The other Clergyman is Mr. Supple, and the name well expresses his character. Besides the ridiculous and affected solemnity of his style, he is remarkable only for the patience with which he suffered his ears to be violated with the almost continual volleys of oaths and curses, discharged from the lips of a boisterous and brutal country Squire; at whose table he tamely heard such blasphemies, for the sake of pleasing his palate, and from the hope of obtaining a good living. From these honourable motives he submitted to the offices of an upper servant, without wearing the Squire's livery, and was sometimes sent on the most important business, to save the labours of a groom, or of a footman. "I have sent," said the Squire to Mr.

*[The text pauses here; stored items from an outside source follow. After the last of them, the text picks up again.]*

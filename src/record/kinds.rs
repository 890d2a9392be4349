//! Closed enumerations carried by an [`EventRecord`](super::EventRecord).
//!
//! Each enum parses case-insensitively from either its short form (`DOMAIN`)
//! or its wire form (`EVENT_DOMAIN`). Strict parsing goes through [`FromStr`];
//! [`parse_lossy`](EventType::parse_lossy) falls back to the default variant.

use std::fmt;
use std::str::FromStr;

use serde::{Deserialize, Serialize};

/// Unknown variant name.
#[derive(Debug, Clone, PartialEq, Eq, thiserror::Error)]
#[error("unknown {field} {value:?}")]
pub struct ParseKindError {
    /// Which field failed to parse.
    pub field: &'static str,
    /// The rejected input.
    pub value: String,
}

macro_rules! closed_kind {
    (
        $(#[$meta:meta])*
        $name:ident, field = $field:literal, prefix = $prefix:literal, default = $default:ident,
        { $($(#[$vmeta:meta])* $variant:ident => $short:literal),+ $(,)? }
    ) => {
        $(#[$meta])*
        #[derive(Debug, Clone, Copy, PartialEq, Eq, Hash, Serialize, Deserialize, Default)]
        pub enum $name {
            $(
                $(#[$vmeta])*
                #[serde(rename = $short)]
                $variant,
            )+
        }

        impl $name {
            /// Wire form, e.g. `EVENT_DOMAIN`.
            pub fn as_str(&self) -> &'static str {
                match self {
                    $($name::$variant => $short,)+
                }
            }

            /// Parses `value`, falling back to the default variant on unknown input.
            pub fn parse_lossy(value: &str) -> Self {
                value.parse().unwrap_or(Self::$default)
            }
        }

        impl FromStr for $name {
            type Err = ParseKindError;

            fn from_str(s: &str) -> Result<Self, Self::Err> {
                let upper = s.trim().to_ascii_uppercase();
                let short = upper.strip_prefix($prefix).unwrap_or(upper.as_str());
                $(
                    if short == &$short[$prefix.len()..] {
                        return Ok($name::$variant);
                    }
                )+
                Err(ParseKindError { field: $field, value: s.to_string() })
            }
        }

        impl fmt::Display for $name {
            fn fmt(&self, f: &mut fmt::Formatter<'_>) -> fmt::Result {
                f.write_str(self.as_str())
            }
        }
    };
}

closed_kind! {
    /// Whether an event stays inside a bounded context or crosses services.
    EventType, field = "event type", prefix = "EVENT_", default = Domain,
    {
        #[default]
        Domain => "EVENT_DOMAIN",
        Integration => "EVENT_INTEGRATION",
    }
}

closed_kind! {
    /// Delivery priority.
    Priority, field = "priority", prefix = "PRIORITY_", default = Low,
    {
        #[default]
        Low => "PRIORITY_LOW",
        Mid => "PRIORITY_MID",
        High => "PRIORITY_HIGH",
    }
}

closed_kind! {
    /// Message broker the event travels through.
    Provider, field = "provider", prefix = "PROVIDER_", default = Kafka,
    {
        #[default]
        Kafka => "PROVIDER_KAFKA",
        RabbitMq => "PROVIDER_RABBITMQ",
        Nats => "PROVIDER_NATS",
        Aws => "PROVIDER_AWS",
    }
}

Allworthy, when he invited that gentle man to dine with him at the Hercules' Pillars, in London, "Parson Supple down to Basingstoke, after my tobaccobox, which I left at an inn there, and I would not lose it for the world, for it is an old acquaintance of about twenty years standing." Now, that Mr. Supple may have had his archetype in some Clergyman of the Church of England, is possible, though one would hope that such characters are not easily to be found, in any religious party in her communion. But why are Thwackum and Supple exhibited as the portraits of the Clergy of the

Church of England? Are the Clergy composed only of hypocrites and spaniels? Mr. Thwackum's Creed is as well discriminated, as the author knew how to do it; but Mr. Supple's religious sentiments are so equivocal, and so little connexion has any thing that he either says or does, with the peculiar doctrines of Christianity, that if we did not know that the Christian Religion is established in England, we should be utterly at a loss to determine whether he were a priest of the Saviour of the world, of Mohammed, or of Juggernaut.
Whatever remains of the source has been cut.